Los objetivos eran Joaquín Villalobos y Ana Guadalupe Martínez, comandantes del Ejército Revolucionario del Pueblo, ERP, que por esos días habían salido de sus campamentos guerrilleros en las montañas salvadoreñas, para asistir a una ronda de diálogo y negociación entre la insurgencia y el gobierno.
El secuestro
Eran la cuatro de la tarde del 31 de octubre de 1979 cuando ocho hombres armados, usando uniformes de la Policía Nacional, se bajaron de un picap doble cabina en la calle Rubén Darío, en pleno centro de San Salvador.
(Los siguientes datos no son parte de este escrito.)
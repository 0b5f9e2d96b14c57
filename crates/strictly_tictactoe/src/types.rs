//! Core domain types for tic-tac-toe.

use crate::{BoardParseError, MoveError, Position};
use serde::{Deserialize, Serialize};
use std::str::FromStr;
use tracing::instrument;

/// Player mark.
#[derive(
    Debug,
    Clone,
    Copy,
    PartialEq,
    Eq,
    Hash,
    Serialize,
    Deserialize,
    strum::Display,
    strum::EnumString,
    strum::EnumIter,
)]
#[strum(ascii_case_insensitive)]
pub enum Player {
    /// Player X (goes first).
    X,
    /// Player O (goes second).
    O,
}

impl Player {
    /// Returns the opponent player.
    pub fn opponent(self) -> Self {
        match self {
            Player::X => Player::O,
            Player::O => Player::X,
        }
    }

    /// Single-character symbol for rendering.
    pub fn symbol(self) -> char {
        match self {
            Player::X => 'X',
            Player::O => 'O',
        }
    }
}

/// A square on the tic-tac-toe board.
#[derive(Debug, Clone, Copy, PartialEq, Eq, Hash, Serialize, Deserialize)]
pub enum Square {
    /// Empty square.
    Empty,
    /// Square occupied by a player.
    Occupied(Player),
}

/// 3x3 tic-tac-toe board.
///
/// Boards are `Copy`: every snapshot handed to a search is an independent
/// value, so filling a square on one never shows up on another.
#[derive(Debug, Clone, Copy, PartialEq, Eq, Hash, Serialize, Deserialize)]
pub struct Board {
    /// Squares in row-major order (0-8).
    squares: [Square; 9],
}

impl Board {
    /// Creates a new empty board.
    pub fn new() -> Self {
        Self {
            squares: [Square::Empty; 9],
        }
    }

    /// Gets the square at the given position.
    pub fn get(&self, pos: Position) -> Square {
        self.squares[pos.to_index()]
    }

    /// Checks if a square is empty.
    pub fn is_empty(&self, pos: Position) -> bool {
        self.get(pos) == Square::Empty
    }

    /// Returns all squares as a slice.
    pub fn squares(&self) -> &[Square; 9] {
        &self.squares
    }

    /// Number of occupied squares.
    pub fn filled(&self) -> usize {
        self.squares.iter().filter(|s| **s != Square::Empty).count()
    }

    /// Places `player` at `pos`.
    ///
    /// # Errors
    ///
    /// Returns [`MoveError::SquareOccupied`] and leaves the board untouched if
    /// the square is already taken.
    #[instrument(level = "debug", skip(self), fields(filled = self.filled()))]
    pub fn apply_move(&mut self, pos: Position, player: Player) -> Result<(), MoveError> {
        if !self.is_empty(pos) {
            return Err(MoveError::SquareOccupied(pos));
        }
        self.squares[pos.to_index()] = Square::Occupied(player);
        Ok(())
    }

    /// Returns a copy of this board with `player` placed at `pos`.
    ///
    /// The caller guarantees `pos` is empty.
    pub fn with_mark(mut self, pos: Position, player: Player) -> Self {
        debug_assert!(self.is_empty(pos), "square {pos} already occupied");
        self.squares[pos.to_index()] = Square::Occupied(player);
        self
    }

    /// Empties every square.
    pub fn clear(&mut self) {
        self.squares = [Square::Empty; 9];
    }

    /// Formats the board as a human-readable string.
    ///
    /// Empty squares show their 1-based key so the grid doubles as a keypad legend.
    pub fn display(&self) -> String {
        let mut result = String::new();
        for row in 0..3 {
            for col in 0..3 {
                let pos = row * 3 + col;
                match self.squares[pos] {
                    Square::Empty => result.push_str(&(pos + 1).to_string()),
                    Square::Occupied(player) => result.push(player.symbol()),
                }
                if col < 2 {
                    result.push('|');
                }
            }
            if row < 2 {
                result.push_str("\n-+-+-\n");
            }
        }
        result
    }

    /// Compact 9-character form, `.` for empty squares.
    pub fn compact(&self) -> String {
        self.squares
            .iter()
            .map(|square| match square {
                Square::Empty => '.',
                Square::Occupied(player) => player.symbol(),
            })
            .collect()
    }
}

impl Default for Board {
    fn default() -> Self {
        Self::new()
    }
}

impl std::fmt::Display for Board {
    fn fmt(&self, f: &mut std::fmt::Formatter<'_>) -> std::fmt::Result {
        f.write_str(&self.compact())
    }
}

impl FromStr for Board {
    type Err = BoardParseError;

    /// Parses nine cells in row-major order. `X`/`O` (any case) are marks;
    /// `.`, `_` and `-` are empty. Whitespace, `|` and `,` are ignored.
    fn from_str(s: &str) -> Result<Self, Self::Err> {
        let cells: Vec<char> = s
            .chars()
            .filter(|c| !c.is_whitespace() && *c != '|' && *c != ',')
            .collect();
        if cells.len() != 9 {
            return Err(BoardParseError::new(format!(
                "expected 9 cells, found {}",
                cells.len()
            )));
        }

        let mut board = Board::new();
        for (index, cell) in cells.into_iter().enumerate() {
            board.squares[index] = match cell.to_ascii_uppercase() {
                'X' => Square::Occupied(Player::X),
                'O' => Square::Occupied(Player::O),
                '.' | '_' | '-' => Square::Empty,
                other => {
                    return Err(BoardParseError::new(format!(
                        "unexpected cell '{}' at index {}",
                        other, index
                    )));
                }
            };
        }
        Ok(board)
    }
}
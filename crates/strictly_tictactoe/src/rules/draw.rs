//! Draw detection logic for tic-tac-toe.

use super::win::winner;
use crate::{Board, Square};

/// Checks if the board is full (all squares occupied).
pub fn is_full(board: &Board) -> bool {
    board.squares().iter().all(|s| *s != Square::Empty)
}

/// A full board with no winner.
pub fn is_draw(board: &Board) -> bool {
    is_full(board) && winner(board).is_none()
}

#[cfg(test)]
mod tests {
    use super::*;

    #[test]
    fn test_empty_board_not_full() {
        assert!(!is_full(&Board::new()));
    }

    #[test]
    fn test_partial_board_not_full() {
        let board: Board = "....X....".parse().unwrap();
        assert!(!is_full(&board));
        assert!(!is_draw(&board));
    }

    #[test]
    fn test_draw_detection() {
        // X O X / O X X / O X O
        let board: Board = "XOXOXXOXO".parse().unwrap();
        assert!(is_full(&board));
        assert!(is_draw(&board));
    }

    #[test]
    fn test_not_draw_if_winner() {
        // X wins the top row on a full board
        let board: Board = "XXXOOXXOO".parse().unwrap();
        assert!(is_full(&board));
        assert!(!is_draw(&board));
    }
}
Rápidamente se dirigieron a un edificio de oficinas, y luego de ponerse velozmente gorros pasamontañas para cubrirse los rostros, sorpresivamente y sin mediar palabras, acribillaron a balazos a un asistente de don Jaime Hill.
El muchacho asesinado no era un guarda espaldas, era nada más un chofer y andaba siempre desarmado.
Don Jaime Hill estaba en su oficina, en la segunda planta del edificio, cuando escuchó los disparos. Instintivamente, y aunque estaba protegido por dos puertas blindadas, echó mano a su pistola 45. Era un excelente tirador y además no solía hacerle el feo a las peleas, fueran estas de puñetazos o balazos, sobre todo cuando se echaba sus tragos.
De pronto las puertas blindadas cedieron ante la potencia de varias ráfagas de fusiles G-3, y don Jaime supo que venían por él. Su vida entera pasó por su mente en unos cuantos segundos.
Era uno de los miembros de las legendarias “14 familias, dueñas de El Salvador”. En tal condición había tenido privilegios excepcionales. Y si bien había logrado graduarse en Administración Corporativa, en una prestigiosa universidad de Pennsylvania, Estados Unidos, también había sido un joven díscolo acostumbrado al derroche.
No pocas veces había comenzado una borrachera de tres o cuatro días en algún rancho de playa, en El Salvador, y se había largado a Nueva York, a París o a Londres con el solo objeto de continuar allá la juerga con todo y la ocasional compañía femenina, que muy bien podía ser una guapa muchacha mandada a traer ex profeso ya sea de Colombia, Panamá o México.
Había derrochado a manos llenas, sí, y sin embargo también era uno de los millonarios salvadoreños con mayor sensibilidad social. Su tesis universitaria, elaborada en 1959, se había titulado “Reforma Agraria y Reparto de Utilidades”. Y en efecto, junto a otros jóvenes igualmente adinerados (Roberto Poma, Mauricio Borgonovo y Ernesto Regalado Dueñas, quienes años antes habían sido secuestrados y asesinados por las guerrillas), habían introducido la discusión sobre la necesidad de implementar una reforma agraria en El Salvador.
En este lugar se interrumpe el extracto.